WHAT IS BEING ASKED: Below are entries. Reproduce exactly the lines between the line holding "through its latest" and the line holding "async fn link_per_native(&self)", inclusive, and only those.

RECORDS FOR THIS EXERCISE:
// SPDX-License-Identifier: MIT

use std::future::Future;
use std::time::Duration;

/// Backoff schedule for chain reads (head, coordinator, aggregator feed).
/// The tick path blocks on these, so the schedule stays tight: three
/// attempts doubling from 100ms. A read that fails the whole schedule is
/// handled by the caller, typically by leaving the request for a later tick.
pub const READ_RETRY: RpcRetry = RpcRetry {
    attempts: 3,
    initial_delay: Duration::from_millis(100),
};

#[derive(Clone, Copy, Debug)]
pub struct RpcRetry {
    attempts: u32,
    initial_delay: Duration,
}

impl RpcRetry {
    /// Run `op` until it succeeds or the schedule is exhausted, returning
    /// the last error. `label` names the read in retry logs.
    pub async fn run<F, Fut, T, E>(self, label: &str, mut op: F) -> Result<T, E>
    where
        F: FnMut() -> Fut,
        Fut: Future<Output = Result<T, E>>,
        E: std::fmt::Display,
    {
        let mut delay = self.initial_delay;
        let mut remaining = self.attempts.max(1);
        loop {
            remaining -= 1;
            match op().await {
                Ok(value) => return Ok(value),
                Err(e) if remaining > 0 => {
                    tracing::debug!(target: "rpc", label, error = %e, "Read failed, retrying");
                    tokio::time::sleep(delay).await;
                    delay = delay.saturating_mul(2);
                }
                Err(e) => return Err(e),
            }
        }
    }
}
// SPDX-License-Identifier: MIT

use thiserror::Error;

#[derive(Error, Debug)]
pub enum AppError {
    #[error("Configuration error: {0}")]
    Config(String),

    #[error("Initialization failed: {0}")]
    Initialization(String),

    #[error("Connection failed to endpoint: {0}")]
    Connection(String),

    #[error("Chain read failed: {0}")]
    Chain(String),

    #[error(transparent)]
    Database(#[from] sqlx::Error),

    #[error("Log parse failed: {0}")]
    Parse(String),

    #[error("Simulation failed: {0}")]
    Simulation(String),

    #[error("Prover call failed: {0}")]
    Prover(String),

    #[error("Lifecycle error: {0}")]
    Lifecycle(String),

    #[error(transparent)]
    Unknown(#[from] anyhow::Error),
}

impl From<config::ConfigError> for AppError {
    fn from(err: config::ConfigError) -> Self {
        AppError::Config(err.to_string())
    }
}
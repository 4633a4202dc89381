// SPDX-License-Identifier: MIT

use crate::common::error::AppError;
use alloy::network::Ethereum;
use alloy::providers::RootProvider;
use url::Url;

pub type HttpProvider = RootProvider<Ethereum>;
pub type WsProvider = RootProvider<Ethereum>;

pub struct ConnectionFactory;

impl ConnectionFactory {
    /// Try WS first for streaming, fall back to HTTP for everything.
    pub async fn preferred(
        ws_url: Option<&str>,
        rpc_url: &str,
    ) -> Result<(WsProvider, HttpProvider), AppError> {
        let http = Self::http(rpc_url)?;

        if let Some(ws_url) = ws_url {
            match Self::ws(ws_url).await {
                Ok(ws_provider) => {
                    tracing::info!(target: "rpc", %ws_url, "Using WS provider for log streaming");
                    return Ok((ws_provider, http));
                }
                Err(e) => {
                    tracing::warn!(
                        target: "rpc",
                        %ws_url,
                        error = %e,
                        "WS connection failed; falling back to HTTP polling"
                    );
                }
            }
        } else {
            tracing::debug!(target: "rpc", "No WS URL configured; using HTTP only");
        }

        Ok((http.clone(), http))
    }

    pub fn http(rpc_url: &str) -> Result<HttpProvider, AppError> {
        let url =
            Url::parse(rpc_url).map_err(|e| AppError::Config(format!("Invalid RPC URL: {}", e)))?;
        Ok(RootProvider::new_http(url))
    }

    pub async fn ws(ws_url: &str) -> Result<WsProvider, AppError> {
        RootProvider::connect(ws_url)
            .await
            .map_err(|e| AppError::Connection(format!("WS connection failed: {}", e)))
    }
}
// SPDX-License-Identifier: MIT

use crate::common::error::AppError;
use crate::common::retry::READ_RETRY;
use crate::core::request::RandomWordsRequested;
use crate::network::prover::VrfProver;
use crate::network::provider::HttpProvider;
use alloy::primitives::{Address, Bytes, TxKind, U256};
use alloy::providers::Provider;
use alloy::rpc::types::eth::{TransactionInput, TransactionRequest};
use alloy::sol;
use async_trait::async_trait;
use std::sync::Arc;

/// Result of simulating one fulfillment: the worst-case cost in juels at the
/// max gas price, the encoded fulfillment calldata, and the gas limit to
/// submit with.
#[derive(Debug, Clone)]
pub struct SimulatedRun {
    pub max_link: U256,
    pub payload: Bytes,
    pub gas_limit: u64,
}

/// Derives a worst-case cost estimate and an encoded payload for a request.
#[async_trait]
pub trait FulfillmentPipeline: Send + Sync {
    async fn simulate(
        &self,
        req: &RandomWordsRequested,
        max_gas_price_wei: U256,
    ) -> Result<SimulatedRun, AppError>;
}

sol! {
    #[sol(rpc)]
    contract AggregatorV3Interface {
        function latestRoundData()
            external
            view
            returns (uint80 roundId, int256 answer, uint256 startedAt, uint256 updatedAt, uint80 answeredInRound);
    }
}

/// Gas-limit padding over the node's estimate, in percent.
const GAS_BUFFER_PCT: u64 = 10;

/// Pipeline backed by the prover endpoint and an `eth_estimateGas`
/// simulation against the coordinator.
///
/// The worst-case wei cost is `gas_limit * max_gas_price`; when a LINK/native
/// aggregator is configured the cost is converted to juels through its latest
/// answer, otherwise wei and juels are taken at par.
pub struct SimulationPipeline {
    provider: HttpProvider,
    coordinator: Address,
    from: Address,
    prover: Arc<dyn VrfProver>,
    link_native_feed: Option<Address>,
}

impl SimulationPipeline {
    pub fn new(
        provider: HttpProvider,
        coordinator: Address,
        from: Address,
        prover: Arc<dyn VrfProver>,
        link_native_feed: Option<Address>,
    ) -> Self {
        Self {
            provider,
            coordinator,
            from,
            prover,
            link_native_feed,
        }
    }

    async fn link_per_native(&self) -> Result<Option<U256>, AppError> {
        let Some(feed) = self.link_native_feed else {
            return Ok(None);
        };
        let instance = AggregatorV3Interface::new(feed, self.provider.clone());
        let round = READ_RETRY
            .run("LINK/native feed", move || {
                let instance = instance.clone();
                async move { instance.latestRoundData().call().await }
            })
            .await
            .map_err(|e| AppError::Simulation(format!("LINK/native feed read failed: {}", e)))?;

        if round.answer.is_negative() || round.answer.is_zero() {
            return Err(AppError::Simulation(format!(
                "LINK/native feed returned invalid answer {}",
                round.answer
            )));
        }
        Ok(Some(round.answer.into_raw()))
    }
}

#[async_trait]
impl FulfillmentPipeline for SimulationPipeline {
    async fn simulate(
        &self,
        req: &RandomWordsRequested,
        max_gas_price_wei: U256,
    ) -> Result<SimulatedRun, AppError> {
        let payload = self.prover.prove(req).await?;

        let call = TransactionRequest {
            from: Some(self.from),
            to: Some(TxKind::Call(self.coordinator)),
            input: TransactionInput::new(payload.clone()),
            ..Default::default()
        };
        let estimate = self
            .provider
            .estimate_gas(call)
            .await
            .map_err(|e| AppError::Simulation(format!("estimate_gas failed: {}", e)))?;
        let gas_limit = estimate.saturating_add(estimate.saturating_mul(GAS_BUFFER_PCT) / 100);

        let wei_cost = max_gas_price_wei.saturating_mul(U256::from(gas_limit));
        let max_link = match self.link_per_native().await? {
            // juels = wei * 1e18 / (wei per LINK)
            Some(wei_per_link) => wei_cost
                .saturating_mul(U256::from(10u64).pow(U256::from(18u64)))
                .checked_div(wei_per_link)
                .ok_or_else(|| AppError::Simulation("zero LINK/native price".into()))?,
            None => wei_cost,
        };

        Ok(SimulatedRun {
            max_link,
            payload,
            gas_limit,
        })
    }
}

==

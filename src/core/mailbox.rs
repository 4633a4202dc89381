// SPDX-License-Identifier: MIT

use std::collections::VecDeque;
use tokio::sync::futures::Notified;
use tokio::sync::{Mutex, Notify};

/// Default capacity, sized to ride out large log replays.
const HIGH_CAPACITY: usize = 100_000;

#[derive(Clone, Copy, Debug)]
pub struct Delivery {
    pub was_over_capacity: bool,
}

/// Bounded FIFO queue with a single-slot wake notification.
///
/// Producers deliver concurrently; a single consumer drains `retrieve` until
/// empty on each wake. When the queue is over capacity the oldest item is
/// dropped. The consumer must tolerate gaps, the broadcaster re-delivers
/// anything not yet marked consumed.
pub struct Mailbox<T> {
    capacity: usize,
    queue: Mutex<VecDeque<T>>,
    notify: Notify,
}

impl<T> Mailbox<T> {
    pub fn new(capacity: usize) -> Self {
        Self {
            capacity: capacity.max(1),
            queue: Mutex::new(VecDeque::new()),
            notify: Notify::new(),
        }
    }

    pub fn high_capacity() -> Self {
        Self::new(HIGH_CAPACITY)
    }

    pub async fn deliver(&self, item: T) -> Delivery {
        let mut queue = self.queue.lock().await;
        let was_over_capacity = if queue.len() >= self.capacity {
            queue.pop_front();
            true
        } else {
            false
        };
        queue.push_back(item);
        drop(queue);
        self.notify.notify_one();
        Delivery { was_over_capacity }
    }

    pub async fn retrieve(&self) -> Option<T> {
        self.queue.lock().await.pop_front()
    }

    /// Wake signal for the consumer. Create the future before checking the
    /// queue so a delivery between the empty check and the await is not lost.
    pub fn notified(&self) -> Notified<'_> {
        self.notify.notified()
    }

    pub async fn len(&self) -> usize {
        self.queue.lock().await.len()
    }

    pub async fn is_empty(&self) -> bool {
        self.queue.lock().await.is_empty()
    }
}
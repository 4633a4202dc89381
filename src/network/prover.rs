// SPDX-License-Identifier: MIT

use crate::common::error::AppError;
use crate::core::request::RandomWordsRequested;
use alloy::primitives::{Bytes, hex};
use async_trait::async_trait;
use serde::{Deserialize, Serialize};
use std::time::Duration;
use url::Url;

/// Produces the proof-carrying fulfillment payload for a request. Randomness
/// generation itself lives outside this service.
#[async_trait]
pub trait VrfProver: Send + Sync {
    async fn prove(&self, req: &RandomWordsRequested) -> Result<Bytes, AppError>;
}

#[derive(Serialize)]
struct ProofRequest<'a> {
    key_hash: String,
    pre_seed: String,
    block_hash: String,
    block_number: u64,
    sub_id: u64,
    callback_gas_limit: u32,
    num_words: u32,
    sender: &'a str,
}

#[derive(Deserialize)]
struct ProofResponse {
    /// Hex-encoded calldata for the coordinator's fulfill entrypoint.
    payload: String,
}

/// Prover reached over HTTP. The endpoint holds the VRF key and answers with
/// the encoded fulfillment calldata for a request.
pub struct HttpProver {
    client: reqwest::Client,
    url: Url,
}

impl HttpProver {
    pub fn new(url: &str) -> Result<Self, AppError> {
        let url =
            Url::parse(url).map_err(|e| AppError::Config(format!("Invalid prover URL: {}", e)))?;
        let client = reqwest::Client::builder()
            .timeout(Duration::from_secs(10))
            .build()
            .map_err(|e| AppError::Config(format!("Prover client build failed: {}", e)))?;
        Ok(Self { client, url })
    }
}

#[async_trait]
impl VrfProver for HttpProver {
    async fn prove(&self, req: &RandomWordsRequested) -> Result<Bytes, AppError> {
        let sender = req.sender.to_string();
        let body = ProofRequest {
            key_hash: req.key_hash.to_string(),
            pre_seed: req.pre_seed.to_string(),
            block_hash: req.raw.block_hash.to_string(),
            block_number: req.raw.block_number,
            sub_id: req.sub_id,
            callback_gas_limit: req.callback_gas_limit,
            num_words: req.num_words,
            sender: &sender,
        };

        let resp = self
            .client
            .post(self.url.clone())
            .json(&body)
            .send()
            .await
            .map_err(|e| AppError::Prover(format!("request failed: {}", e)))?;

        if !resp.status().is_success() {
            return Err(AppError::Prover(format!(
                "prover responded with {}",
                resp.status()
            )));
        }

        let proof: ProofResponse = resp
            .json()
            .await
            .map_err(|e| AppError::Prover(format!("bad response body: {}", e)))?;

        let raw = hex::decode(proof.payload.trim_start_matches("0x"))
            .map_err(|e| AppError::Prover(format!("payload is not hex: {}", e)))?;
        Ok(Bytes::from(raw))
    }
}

EXERCISE SOLUTION:
/// aggregator is configured the cost is converted to juels through its latest
/// answer, otherwise wei and juels are taken at par.
pub struct SimulationPipeline {
    provider: HttpProvider,
    coordinator: Address,
    from: Address,
    prover: Arc<dyn VrfProver>,
    link_native_feed: Option<Address>,
}

impl SimulationPipeline {
    pub fn new(
        provider: HttpProvider,
        coordinator: Address,
        from: Address,
        prover: Arc<dyn VrfProver>,
        link_native_feed: Option<Address>,
    ) -> Self {
        Self {
            provider,
            coordinator,
            from,
            prover,
            link_native_feed,
        }
    }

    async fn link_per_native(&self) -> Result<Option<U256>, AppError> {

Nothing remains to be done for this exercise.